Vive la emoción de viajar en tren por el Valle Sagrado en este tour privado a Machu Picchu desde Cusco. Con guía personal, visitas a terrazas y templos antiguos, y almuerzo en Aguas Calientes, cada instante se siente único — especialmente al ver por primera vez las ruinas envueltas en nubes.
Me desperté con esa mezcla rara de nervios y emoción — ya sabes, cuando has visto tantas fotos de un lugar que casi no parece real. Así estaba yo, sentado en la van saliendo de Cusco antes del amanecer. Nuestra guía, Maribel, nos repartió bolsitas de té de coca y bromeó sobre el “despertador inca” (que según ella son los gallos). El camino a Ollantaytambo fue tranquilo, salvo por alguna risa espontánea que venía de atrás. No dejaba de mirar cómo cambiaba el cielo sobre el Valle Sagrado — un minuto azul grisáceo, y al siguiente dorado. El tren parecía una ventana móvil a otro mundo. Pegaba la cara al vidrio esperando que de repente apareciera una llama caminando.
Al llegar a Aguas Calientes me golpeó la humedad y el aroma a maíz asado de un puesto callejero. Maribel nos apuró para subir al bus que sube a Machu Picchu — esas curvas no son broma si te mareas, aviso. Por fin llegamos a la entrada y se hizo un silencio especial. No es un silencio absoluto; se escuchan pájaros y voces lejanas, pero es como si todos contuviéramos la respiración. Caminando por las terrazas, Maribel nos contó cómo cultivaban aquí — señaló un muro de piedra y habló de Pachacútec, y se rió cuando intenté pronunciar su nombre (no me salió). La palabra clave es tour Machu Picchu desde Cusco, pero en realidad se sentía más como viajar en el tiempo que hacer turismo.

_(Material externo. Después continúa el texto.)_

use std::env;
use std::process::Command;

fn report_build_profile() {
    println!(
        "cargo:rustc-env=BUILD_PROFILE={}",
        env::var("PROFILE").unwrap_or_else(|_| "unknown".to_string())
    );
}

fn report_enabled_features() {
    let enabled_features: Vec<String> = env::vars()
        .filter_map(|(key, _)| {
            key.strip_prefix("CARGO_FEATURE_")
                .map(|feature| feature.to_lowercase())
        })
        .collect();

    let features = if enabled_features.is_empty() {
        "none".to_string()
    } else {
        enabled_features.join(",")
    };

    println!("cargo:rustc-env=BUILD_FEATURES={}", features);
}

fn git_output(args: &[&str]) -> Option<String> {
    match Command::new("git").args(args).output() {
        Ok(output) if output.status.success() => String::from_utf8(output.stdout)
            .ok()
            .map(|s| s.trim().to_string())
            .filter(|s| !s.is_empty()),
        _ => None,
    }
}

fn report_repository_version() {
    let version = match env::var("CI_BUILD_REF") {
        Ok(val) if !val.is_empty() => val,
        _ => git_output(&["describe", "--always", "--dirty", "--long", "--tags"])
            .or_else(|| git_output(&["rev-parse", "--short", "HEAD"]))
            .unwrap_or_else(|| {
                env::var("CARGO_PKG_VERSION").unwrap_or_else(|_| "unknown".to_string())
            }),
    };

    println!("cargo:rustc-env=REPO_VERSION={}", version);
}

fn report_build_timestamp() {
    let timestamp = chrono::Utc::now().to_rfc3339();
    println!("cargo:rustc-env=BUILD_TIMESTAMP={}", timestamp);
}

fn main() {
    println!("cargo:rerun-if-changed=build.rs");
    println!("cargo:rerun-if-changed=.git/HEAD");

    report_build_profile();
    report_enabled_features();
    report_repository_version();
    report_build_timestamp();
}
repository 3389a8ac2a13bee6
pub mod args;
pub mod op;
pub mod ops;

pub use ops::{Daemon, Disclose, Inbox, Init, Keygen, Recipients, Register, Version};
//! Authenticated encryption with AES-256-GCM
//!
//! Framing is `nonce (12 bytes) || ciphertext || tag (16 bytes)`. A fresh
//! random nonce is drawn for every call to [`seal`], and no associated data
//! is bound.

use aes_gcm::aead::{Aead, KeyInit};
use aes_gcm::{Aes256Gcm, Key, Nonce};

use super::key_agreement::SharedKey;
use super::{random_bytes, CryptoError};

/// Size of the AES-GCM nonce in bytes
pub const NONCE_SIZE: usize = 12;
/// Size of the AES-GCM authentication tag in bytes
pub const TAG_SIZE: usize = 16;

fn cipher(key: &SharedKey) -> Aes256Gcm {
    Aes256Gcm::new(Key::<Aes256Gcm>::from_slice(key.as_bytes()))
}

/// Encrypt `plaintext` under `key`
///
/// Returns `nonce || ciphertext_with_tag`.
///
/// # Errors
///
/// Fails only if the system RNG is unavailable.
pub fn seal(key: &SharedKey, plaintext: &[u8]) -> Result<Vec<u8>, CryptoError> {
    let nonce_bytes = random_bytes::<NONCE_SIZE>()?;
    let nonce = Nonce::from_slice(&nonce_bytes);

    let ciphertext = cipher(key)
        .encrypt(nonce, plaintext)
        .map_err(|_| CryptoError::EncryptionFailed)?;

    let mut out = Vec::with_capacity(NONCE_SIZE + ciphertext.len());
    out.extend_from_slice(&nonce_bytes);
    out.extend_from_slice(&ciphertext);
    Ok(out)
}

/// Decrypt a framed ciphertext produced by [`seal`]
///
/// # Errors
///
/// Returns `DecryptionFailed` if the input is shorter than a nonce or the tag
/// does not verify. No plaintext is ever returned on failure.
pub fn open(key: &SharedKey, framed: &[u8]) -> Result<Vec<u8>, CryptoError> {
    if framed.len() < NONCE_SIZE {
        return Err(CryptoError::DecryptionFailed);
    }

    let (nonce, ciphertext) = framed.split_at(NONCE_SIZE);
    cipher(key)
        .decrypt(Nonce::from_slice(nonce), ciphertext)
        .map_err(|_| CryptoError::DecryptionFailed)
}
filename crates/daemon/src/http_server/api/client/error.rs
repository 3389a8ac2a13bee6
use reqwest::StatusCode;

use common::RendezvousError;

#[derive(Debug, thiserror::Error)]
pub enum ApiError {
    #[error("HTTP request failed: {0}")]
    Reqwest(#[from] reqwest::Error),
    #[error("URL parse error: {0}")]
    UrlParse(#[from] url::ParseError),
    #[error("URL cannot be used as an API base: {0}")]
    InvalidBaseUrl(String),
    #[error("HTTP status {0}: {1}")]
    HttpStatus(StatusCode, String),
    #[error("failed to answer challenge: {0}")]
    Challenge(#[from] RendezvousError),
}
use axum::routing::get;
use axum::Router;

mod data_source;
mod liveness;
mod readiness;
mod version;

use crate::ServiceState;

pub fn router(state: ServiceState) -> Router<ServiceState> {
    Router::new()
        .route("/livez", get(liveness::handler))
        .route("/readyz", get(readiness::handler))
        .route("/version", get(version::handler))
        .with_state(state)
}
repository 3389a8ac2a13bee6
//! Cryptographic primitives for the rendezvous handshake
//!
//! This module provides everything the challenge-response protocol needs:
//!
//! - **Identity**: X25519 keypairs. A recipient's long-term public key is both
//!   their identity and the index for their challenges and inbox.
//! - **Key Agreement**: X25519 ECDH followed by HKDF-SHA256 (empty salt, empty
//!   info) to obtain a 256-bit symmetric key.
//! - **Authenticated Encryption**: AES-256-GCM with a random 12 byte nonce
//!   prepended to the ciphertext.
//!
//! # Handshake
//!
//! 1. The server generates an ephemeral X25519 keypair and a random token per challenge
//! 2. The client derives `K = HKDF(X25519(client_secret, ephemeral_public))`
//! 3. The client seals the token under `K` and sends it back with the challenge nonce
//! 4. The server derives the same `K` from the ephemeral secret and the client's
//!    public key, opens the envelope and compares the token in constant time

mod cipher;
mod key_agreement;
mod keys;

pub use cipher::{open, seal, NONCE_SIZE, TAG_SIZE};
pub use key_agreement::{derive_shared_key, SharedKey, SHARED_KEY_SIZE};
pub use keys::{decode_base64, PublicKey, SecretKey, PRIVATE_KEY_SIZE, PUBLIC_KEY_SIZE};

/// Errors raised by the cryptographic primitives
#[derive(Debug, thiserror::Error, Clone, PartialEq, Eq)]
pub enum CryptoError {
    /// Input could not be decoded from base64
    #[error("invalid base64 encoding")]
    InvalidEncoding,
    /// Peer key has the wrong length or yields a degenerate shared secret
    #[error("invalid peer key")]
    InvalidPeerKey,
    /// Framed ciphertext was truncated or failed authentication
    #[error("decryption failed")]
    DecryptionFailed,
    /// The AEAD refused to encrypt (only possible for absurd message sizes)
    #[error("encryption failed")]
    EncryptionFailed,
    /// HKDF expansion failed
    #[error("key derivation failed")]
    KeyDerivation,
    /// The operating system RNG was unavailable
    #[error("failed to gather randomness: {0}")]
    Randomness(String),
}

/// Fill `buf` from the operating system CSPRNG
pub fn fill_random(buf: &mut [u8]) -> Result<(), CryptoError> {
    getrandom::getrandom(buf).map_err(|e| CryptoError::Randomness(e.to_string()))
}

/// Generate `N` random bytes from the operating system CSPRNG
pub fn random_bytes<const N: usize>() -> Result<[u8; N], CryptoError> {
    let mut buf = [0u8; N];
    fill_random(&mut buf)?;
    Ok(buf)
}
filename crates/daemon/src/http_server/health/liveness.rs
use axum::http::StatusCode;
use axum::response::IntoResponse;
use axum::Json;

pub async fn handler() -> impl IntoResponse {
    (StatusCode::OK, Json(serde_json::json!({"status": "ok"})))
}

Sigo recordando ese primer mirador — la niebla envolviendo todo, el sol brillando en las piedras cubiertas de musgo. Tenía los zapatos embarrados y no me importaba. Después de dos horas recorriendo templos y plazas (perdí la cuenta de cuántas veces me detuve solo para contemplar), bajamos en bus para almorzar en un lugarcito llamado Julian’s. La trucha estaba perfecta — salada y crujiente por fuera — aunque casi se me cae el tenedor cuando un niño local pasó corriendo persiguiendo a un perro callejero. Nos quedó justo tiempo para un último paseo junto al río antes de tomar el tren de regreso. Para entonces mi cabeza estaba llena y las piernas cansadas, pero de esa manera buena.
El tour completo dura unas 14-15 horas, incluyendo traslados entre Cusco, Ollantaytambo, Aguas Calientes y Machu Picchu.
Sí, el almuerzo en el restaurante Julian en Aguas Calientes está incluido después de la visita a Machu Picchu.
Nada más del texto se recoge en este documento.